Certaines thématiques reviennent évidemment souvent dans cette vie, comme la religion (luthérienne dans le cas de Myriam), la littérature bien sûr, la condition des femmes dans les sociétés européennes, mais aussi dans les autres régions du monde (Myriam s'intéressait beaucoup à cette question), ou encore l'art.

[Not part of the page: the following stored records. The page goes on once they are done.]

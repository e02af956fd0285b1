use serde::{Deserialize, Serialize};
use std::fmt;
use std::str::FromStr;

/// Cause attached to a runtime-error verdict reported by the execution backend.
#[derive(Clone, Copy, Debug, PartialEq, Eq, Hash)]
pub enum RuntimeErrorCause {
    Sigsegv,
    Sigxfsz,
    Sigfpe,
    Sigabrt,
    /// Non-zero exit code.
    Nzec,
    Other,
}

impl RuntimeErrorCause {
    pub const ALL: &'static [RuntimeErrorCause] = &[
        Self::Sigsegv,
        Self::Sigxfsz,
        Self::Sigfpe,
        Self::Sigabrt,
        Self::Nzec,
        Self::Other,
    ];

    pub fn as_str(&self) -> &'static str {
        match self {
            Self::Sigsegv => "SIGSEGV",
            Self::Sigxfsz => "SIGXFSZ",
            Self::Sigfpe => "SIGFPE",
            Self::Sigabrt => "SIGABRT",
            Self::Nzec => "NZEC",
            Self::Other => "Other",
        }
    }
}

/// Outcome of a submission.
///
/// Stored and returned to clients as its human-readable string, e.g.
/// `"Wrong Answer"` or `"Runtime Error (SIGSEGV)"`.
#[derive(Clone, Debug, PartialEq, Eq, Hash, Default, Serialize, Deserialize)]
#[serde(into = "String", from = "String")]
pub enum Verdict {
    /// Evaluation has not finished yet.
    #[default]
    Pending,
    Accepted,
    WrongAnswer,
    TimeLimitExceeded,
    CompilationError,
    /// `None` is the generic verdict used when the evaluation itself broke
    /// down (backend unreachable, polling timeout).
    RuntimeError(Option<RuntimeErrorCause>),
    InternalError,
    ExecFormatError,
    /// The problem has no test cases to run against.
    NoTestCases,
    /// The evaluator failed outside of test case execution.
    SystemError,
    /// A backend status this judge does not know; carries the backend's
    /// description, or `"Unknown Error"`.
    Unrecognized(String),
}

impl Verdict {
    /// Label used when the backend gives no description for an unknown status.
    pub const UNKNOWN_ERROR: &'static str = "Unknown Error";

    /// Marks an unrecognized description that would otherwise read back as
    /// a different verdict.
    const UNRECOGNIZED_PREFIX: &'static str = "Unrecognized: ";

    fn fixed_label(&self) -> Option<&'static str> {
        Some(match self {
            Self::Pending => "Pending",
            Self::Accepted => "Accepted",
            Self::WrongAnswer => "Wrong Answer",
            Self::TimeLimitExceeded => "Time Limit Exceeded",
            Self::CompilationError => "Compilation Error",
            Self::RuntimeError(None) => "Runtime Error",
            Self::InternalError => "Internal Error",
            Self::ExecFormatError => "Exec Format Error",
            Self::NoTestCases => "No Test Cases",
            Self::SystemError => "System Error",
            Self::RuntimeError(Some(_)) | Self::Unrecognized(_) => return None,
        })
    }

    /// Every verdict with a fixed label.
    pub fn known() -> impl Iterator<Item = Verdict> {
        [
            Self::Pending,
            Self::Accepted,
            Self::WrongAnswer,
            Self::TimeLimitExceeded,
            Self::CompilationError,
            Self::RuntimeError(None),
            Self::InternalError,
            Self::ExecFormatError,
            Self::NoTestCases,
            Self::SystemError,
        ]
        .into_iter()
        .chain(
            RuntimeErrorCause::ALL
                .iter()
                .map(|cause| Self::RuntimeError(Some(*cause))),
        )
    }

    fn find_known(label: &str) -> Option<Verdict> {
        Self::known().find(|v| v.to_string() == label)
    }
}

impl fmt::Display for Verdict {
    fn fmt(&self, f: &mut fmt::Formatter<'_>) -> fmt::Result {
        match self {
            Self::RuntimeError(Some(cause)) => write!(f, "Runtime Error ({})", cause.as_str()),
            Self::Unrecognized(description) => {
                if description.starts_with(Self::UNRECOGNIZED_PREFIX)
                    || Self::find_known(description).is_some()
                {
                    f.write_str(Self::UNRECOGNIZED_PREFIX)?;
                }
                f.write_str(description)
            }
            other => f.write_str(other.fixed_label().unwrap_or_default()),
        }
    }
}

impl FromStr for Verdict {
    type Err = std::convert::Infallible;

    fn from_str(s: &str) -> Result<Self, Self::Err> {
        if let Some(description) = s.strip_prefix(Self::UNRECOGNIZED_PREFIX) {
            return Ok(Self::Unrecognized(description.to_string()));
        }
        Ok(Self::find_known(s).unwrap_or_else(|| Self::Unrecognized(s.to_string())))
    }
}

impl From<String> for Verdict {
    fn from(s: String) -> Self {
        match s.parse() {
            Ok(verdict) => verdict,
            Err(never) => match never {},
        }
    }
}

impl From<Verdict> for String {
    fn from(v: Verdict) -> Self {
        v.to_string()
    }
}

#[cfg(test)]
mod tests {
    use super::*;

    #[test]
    fn test_serde_roundtrip() {
        for verdict in Verdict::known() {
            let json = serde_json::to_string(&verdict).unwrap();
            let parsed: Verdict = serde_json::from_str(&json).unwrap();
            assert_eq!(verdict, parsed);
        }
    }

    #[test]
    fn test_labels_match_stored_strings() {
        assert_eq!(Verdict::WrongAnswer.to_string(), "Wrong Answer");
        assert_eq!(
            Verdict::RuntimeError(Some(RuntimeErrorCause::Nzec)).to_string(),
            "Runtime Error (NZEC)"
        );
        assert_eq!(Verdict::RuntimeError(None).to_string(), "Runtime Error");
        assert_eq!(Verdict::NoTestCases.to_string(), "No Test Cases");
    }

    #[test]
    fn test_from_str_keeps_unknown_labels() {
        assert_eq!(
            "Time Limit Exceeded".parse::<Verdict>().unwrap(),
            Verdict::TimeLimitExceeded
        );
        assert_eq!(
            Verdict::from("Memory Limit Exceeded".to_string()),
            Verdict::Unrecognized("Memory Limit Exceeded".into())
        );
    }

    #[test]
    fn test_unrecognized_survives_string_roundtrip() {
        for description in ["Pending", "Accepted", "Runtime Error (SIGSEGV)", "Unrecognized: x"] {
            let verdict = Verdict::Unrecognized(description.into());
            let stored = verdict.to_string();
            assert_ne!(stored, description);
            assert_eq!(Verdict::from(stored), verdict);
        }

        let plain = Verdict::Unrecognized("Memory Limit Exceeded".into());
        assert_eq!(plain.to_string(), "Memory Limit Exceeded");
        assert_eq!(Verdict::from(plain.to_string()), plain);
    }

    #[test]
    fn test_runtime_error_labels_use_cause() {
        for cause in RuntimeErrorCause::ALL {
            assert_eq!(
                Verdict::RuntimeError(Some(*cause)).to_string(),
                format!("Runtime Error ({})", cause.as_str())
            );
        }
    }
}
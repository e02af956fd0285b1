use axum::Json;
use axum::extract::{Path, State};
use common::problem::{Problem, VisibleTestCase};
use tracing::instrument;

use crate::error::AppError;
use crate::models::problem::*;
use crate::state::AppState;

/// Find a problem by slug or return 404.
pub(crate) async fn find_problem(state: &AppState, slug: &str) -> Result<Problem, AppError> {
    state
        .problems
        .find_by_slug(slug)
        .await?
        .ok_or_else(|| AppError::NotFound("Problem not found".into()))
}

#[instrument(skip(state))]
pub async fn list_problems(
    State(state): State<AppState>,
) -> Result<Json<ProblemListResponse>, AppError> {
    let problems = state.problems.list().await?;
    Ok(Json(ProblemListResponse { problems }))
}

/// Problem details with its visible test cases. Hidden cases never leave the server.
#[instrument(skip(state))]
pub async fn get_problem(
    State(state): State<AppState>,
    Path(slug): Path<String>,
) -> Result<Json<ProblemDetailResponse>, AppError> {
    let problem = find_problem(&state, &slug).await?;
    let test_cases = state
        .test_cases
        .list_visible(problem.id)
        .await?
        .into_iter()
        .map(VisibleTestCase::from)
        .collect();

    Ok(Json(ProblemDetailResponse {
        problem,
        test_cases,
    }))
}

Nous découvrons la bonne société allemande, la société française, mais aussi les sociétés coloniales et orientales.
J'ai donc vraiment aimé cette biographie, peut-être pas tant pour le personnage de Myriam Harry en tant que tel, mais surtout pour la plongée dans un monde qui m'était presque totalement inconnue (ou très superficiellement). Dans mon résumé rapide de la vie Myriam Harry j'oublie sans doute des détails, car le livre fourmille d'informations et de noms et il est assez difficile de tout retenir. Dès lors, je vous invite bien sûr à vous y plonger, d'autant plus que les biographies de femmes de lettres du XXe siècle sont rares.